Em relação ao livro do Daniel – Em Nome do Povo. Amem – as considerações
de maior interesse com que se pode abordar este livro podem reduzir-se a três.
Em primeiro lugar, não é, não
pretendeu ser nunca, um livro de poesia, mas de antipoesia. O seu subtítulo
di-lo expressamente – Antipoemas e outras palavras. E
coerentemente com isto, em todo o livro, Daniel só usará por duas vezes a
palavra poesia, mas sempre no sentido de a menorizar.

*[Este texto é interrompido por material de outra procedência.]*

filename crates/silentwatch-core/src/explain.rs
//! Explanation policy and the fallback ladder.
//!
//! `decide` chooses between the static baseline message and a narration
//! request. `resolve` turns the single generation attempt into the text the
//! client sees. Both are pure; the gateway owns the actual outbound call.

use crate::error::GenerationError;
use crate::observation::Observation;
use crate::prompt::Prompt;

pub const BASELINE_MESSAGE: &str = "System behavior is within the normal baseline range.";
pub const RATE_LIMITED_MESSAGE: &str =
    "Gemini rate limit reached; AI explanation is temporarily unavailable.";
pub const ENDPOINT_UNAVAILABLE_MESSAGE: &str =
    "Gemini endpoint not accessible for the configured model.";

/// What the handler should do with an observation.
#[derive(Debug, Clone, PartialEq, Eq)]
pub enum Decision {
    /// Within baseline: answer with [`BASELINE_MESSAGE`].
    Baseline,
    /// Silent failure: ask the provider to narrate.
    Narrate(Prompt),
}

/// Where an explanation came from. Used as a metrics label.
#[derive(Debug, Clone, Copy, PartialEq, Eq)]
pub enum ExplanationSource {
    Baseline,
    Generated,
    RateLimited,
    EndpointUnavailable,
    ProviderError,
    Fallback,
}

impl ExplanationSource {
    pub fn as_str(self) -> &'static str {
        match self {
            ExplanationSource::Baseline => "baseline",
            ExplanationSource::Generated => "generated",
            ExplanationSource::RateLimited => "rate_limited",
            ExplanationSource::EndpointUnavailable => "endpoint_unavailable",
            ExplanationSource::ProviderError => "provider_error",
            ExplanationSource::Fallback => "fallback",
        }
    }
}

#[derive(Debug, Clone, PartialEq, Eq)]
pub struct Explanation {
    pub text: String,
    pub source: ExplanationSource,
}

impl Explanation {
    fn new(text: impl Into<String>, source: ExplanationSource) -> Self {
        Self { text: text.into(), source }
    }

    pub fn baseline() -> Self {
        Self::new(BASELINE_MESSAGE, ExplanationSource::Baseline)
    }
}

pub fn decide(obs: &Observation) -> Decision {
    if obs.silent_failure {
        Decision::Narrate(Prompt::for_observation(obs))
    } else {
        Decision::Baseline
    }
}

/// Deterministic sentence used whenever no narration can be obtained.
pub fn fallback_sentence(obs: &Observation) -> String {
    format!(
        "Silent failure detected: latency ({} ms) and output size ({} KB) deviate from the \
         baseline without explicit errors, indicating degraded internal processing or partial \
         service malfunction.",
        obs.latency_ms, obs.output_size_kb
    )
}

/// Map one generation outcome onto the explanation ladder.
pub fn resolve(obs: &Observation, outcome: Result<String, GenerationError>) -> Explanation {
    match outcome {
        Ok(text) => {
            let text = text.trim();
            if text.is_empty() {
                Explanation::new(fallback_sentence(obs), ExplanationSource::Fallback)
            } else {
                Explanation::new(text, ExplanationSource::Generated)
            }
        }
        Err(GenerationError::RateLimited) => {
            Explanation::new(RATE_LIMITED_MESSAGE, ExplanationSource::RateLimited)
        }
        Err(GenerationError::NotFound) => {
            Explanation::new(ENDPOINT_UNAVAILABLE_MESSAGE, ExplanationSource::EndpointUnavailable)
        }
        Err(GenerationError::Status(code)) => Explanation::new(
            format!("Gemini error (status {code})."),
            ExplanationSource::ProviderError,
        ),
        Err(
            GenerationError::Unavailable
            | GenerationError::Transport(_)
            | GenerationError::Malformed(_),
        ) => Explanation::new(fallback_sentence(obs), ExplanationSource::Fallback),
    }
}
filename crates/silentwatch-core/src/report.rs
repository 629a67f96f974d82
//! JSON body of `GET /status`.

use serde::{Deserialize, Serialize};

use crate::explain::Explanation;
use crate::observation::Observation;

pub const SYSTEM_STATUS_RUNNING: &str = "Running";

#[derive(Debug, Clone, PartialEq, Serialize, Deserialize)]
pub struct StatusReport {
    pub system_status: String,
    pub silent_failure: bool,
    pub latency_ms: u32,
    pub output_size_kb: f64,
    pub explanation: String,
}

impl StatusReport {
    pub fn new(obs: &Observation, explanation: Explanation) -> Self {
        Self {
            system_status: SYSTEM_STATUS_RUNNING.to_string(),
            silent_failure: obs.silent_failure,
            latency_ms: obs.latency_ms,
            output_size_kb: obs.output_size_kb,
            explanation: explanation.text,
        }
    }
}
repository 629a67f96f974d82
//! Operational HTTP endpoints.
//!
//! - `/healthz` : liveness
//! - `/metrics` : Prometheus text format

use axum::{
    extract::State,
    http::{header, StatusCode},
    response::{IntoResponse, Response},
};

use crate::app_state::AppState;

pub async fn healthz() -> impl IntoResponse {
    (StatusCode::OK, "ok")
}

pub async fn metrics(State(state): State<AppState>) -> Response {
    let body = state.metrics().render();

    (
        StatusCode::OK,
        [(header::CONTENT_TYPE, "text/plain; version=0.0.4; charset=utf-8")],
        body,
    )
        .into_response()
}
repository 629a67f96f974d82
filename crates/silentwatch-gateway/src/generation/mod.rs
//! Text generation port.
//!
//! The explanation provider talks to a [`TextGenerator`]. Which implementation
//! backs it is a configuration decision made once at startup.

pub mod gemini;
pub mod offline;

use std::sync::Arc;

use async_trait::async_trait;

use silentwatch_core::error::{GenerationError, Result};
use silentwatch_core::Prompt;

use crate::config::{GenerationSection, ProviderKind};

pub use gemini::GeminiGenerator;
pub use offline::OfflineGenerator;

/// One best-effort attempt at turning a prompt into text. No retries.
#[async_trait]
pub trait TextGenerator: Send + Sync {
    fn name(&self) -> &'static str;
    async fn generate(&self, prompt: &Prompt) -> std::result::Result<String, GenerationError>;
}

/// Build the configured generator.
///
/// A Gemini provider without an API key degrades to [`OfflineGenerator`].
pub fn from_config(cfg: &GenerationSection) -> Result<Arc<dyn TextGenerator>> {
    match (cfg.provider, cfg.api_key.as_deref()) {
        (ProviderKind::Gemini, Some(key)) => {
            Ok(Arc::new(GeminiGenerator::new(&cfg.gemini, key.to_string())?))
        }
        (ProviderKind::Gemini, None) => {
            tracing::warn!("GEMINI_API_KEY not set; explanations will use the fallback sentence");
            Ok(Arc::new(OfflineGenerator))
        }
        (ProviderKind::Offline, _) => Ok(Arc::new(OfflineGenerator)),
    }
}
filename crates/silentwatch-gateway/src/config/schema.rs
use std::fmt;
use std::net::{IpAddr, SocketAddr};

use serde::Deserialize;
use silentwatch_core::error::{Result, SilentWatchError};

#[derive(Debug, Clone, Deserialize)]
#[serde(deny_unknown_fields)]
pub struct ReporterConfig {
    pub version: u32,

    #[serde(default)]
    pub server: ServerSection,

    #[serde(default)]
    pub generation: GenerationSection,
}

impl Default for ReporterConfig {
    fn default() -> Self {
        Self {
            version: 1,
            server: ServerSection::default(),
            generation: GenerationSection::default(),
        }
    }
}

impl ReporterConfig {
    pub fn validate(&self) -> Result<()> {
        if self.version != 1 {
            return Err(SilentWatchError::UnsupportedVersion);
        }
        self.server.validate()?;
        self.generation.validate()?;
        Ok(())
    }
}

#[derive(Debug, Clone, Deserialize)]
#[serde(deny_unknown_fields)]
pub struct ServerSection {
    #[serde(default = "default_host")]
    pub host: String,

    #[serde(default = "default_port")]
    pub port: u16,
}

impl Default for ServerSection {
    fn default() -> Self {
        Self { host: default_host(), port: default_port() }
    }
}

impl ServerSection {
    pub fn validate(&self) -> Result<()> {
        if self.port == 0 {
            return Err(SilentWatchError::BadRequest("server.port must be non-zero".into()));
        }
        self.host
            .parse::<IpAddr>()
            .map_err(|e| SilentWatchError::BadRequest(format!("server.host must be an IP address: {e}")))?;
        Ok(())
    }

    /// Bind address. Only valid after `validate`.
    pub fn listen_addr(&self) -> Result<SocketAddr> {
        let ip: IpAddr = self
            .host
            .parse()
            .map_err(|e| SilentWatchError::BadRequest(format!("server.host: {e}")))?;
        Ok(SocketAddr::new(ip, self.port))
    }
}

fn default_host() -> String {
    "0.0.0.0".into()
}
fn default_port() -> u16 {
    5000
}

/// Which text-generation implementation backs the explanation provider.
#[derive(Debug, Clone, Copy, PartialEq, Eq, Deserialize, Default)]
#[serde(rename_all = "snake_case")]
pub enum ProviderKind {
    /// Raw HTTPS calls to the Gemini REST API.
    #[default]
    Gemini,
    /// No external service; every narration uses the fallback sentence.
    Offline,
}

impl ProviderKind {
    pub fn as_str(self) -> &'static str {
        match self {
            ProviderKind::Gemini => "gemini",
            ProviderKind::Offline => "offline",
        }
    }
}

#[derive(Clone, Deserialize)]
#[serde(deny_unknown_fields)]
pub struct GenerationSection {
    #[serde(default)]
    pub provider: ProviderKind,

    #[serde(default)]
    pub gemini: GeminiSection,

    /// Never read from the file; filled from `GEMINI_API_KEY`.
    #[serde(skip)]
    pub api_key: Option<String>,
}

impl Default for GenerationSection {
    fn default() -> Self {
        Self { provider: ProviderKind::default(), gemini: GeminiSection::default(), api_key: None }
    }
}

// Keeps the credential out of debug logs.
impl fmt::Debug for GenerationSection {
    fn fmt(&self, f: &mut fmt::Formatter<'_>) -> fmt::Result {
        f.debug_struct("GenerationSection")
            .field("provider", &self.provider)
            .field("gemini", &self.gemini)
            .field("api_key", &self.api_key.as_ref().map(|_| "<redacted>"))
            .finish()
    }
}

impl GenerationSection {
    pub fn validate(&self) -> Result<()> {
        self.gemini.validate()
    }
}

#[derive(Debug, Clone, Deserialize)]
#[serde(deny_unknown_fields)]
pub struct GeminiSection {
    #[serde(default = "default_endpoint")]
    pub endpoint: String,

    #[serde(default = "default_model")]
    pub model: String,

    #[serde(default = "default_timeout_ms")]
    pub timeout_ms: u64,
}

impl Default for GeminiSection {
    fn default() -> Self {
        Self { endpoint: default_endpoint(), model: default_model(), timeout_ms: default_timeout_ms() }
    }
}

impl GeminiSection {
    pub fn validate(&self) -> Result<()> {
        if !(self.endpoint.starts_with("http://") || self.endpoint.starts_with("https://")) {
            return Err(SilentWatchError::BadRequest(
                "generation.gemini.endpoint must start with http:// or https://".into(),
            ));
        }
        if self.model.trim().is_empty() {
            return Err(SilentWatchError::BadRequest(
                "generation.gemini.model must not be empty".into(),
            ));
        }
        if !(100..=120000).contains(&self.timeout_ms) {
            return Err(SilentWatchError::BadRequest(
                "generation.gemini.timeout_ms must be between 100 and 120000".into(),
            ));
        }
        Ok(())
    }
}

fn default_endpoint() -> String {
    "https://generativelanguage.googleapis.com".into()
}
fn default_model() -> String {
    "gemini-1.5-flash".into()
}
fn default_timeout_ms() -> u64 {
    10000
}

Numa das vezes, para
contrapô-la à prosa nos seguintes termos: “Porque a prosa é a arquitectura e a
poesia é o ornato”. E carregará na minimização apodando-a do “belo superficial
das coisas essenciais”. Doutra vez, para ironizar com os chavões desse simples
ornato que é a poesia. Dirá num parêntese, que isolará o termo do restante
texto, como para não o contaminar:
(Na poesia, quando há
olhos
E alma,
Há quase sempre abrolhos
E calma).
É de salientar que esta consideração pejorativa
desse artifício verbal, deste convencional e estereotipado jogo de consonâncias
e rimas será precisamente um dos aspectos fulcrais realçado pela corrente da
Antipoesia, nomeadamente do seu principal corifeu – o chileno Nicanor Parra.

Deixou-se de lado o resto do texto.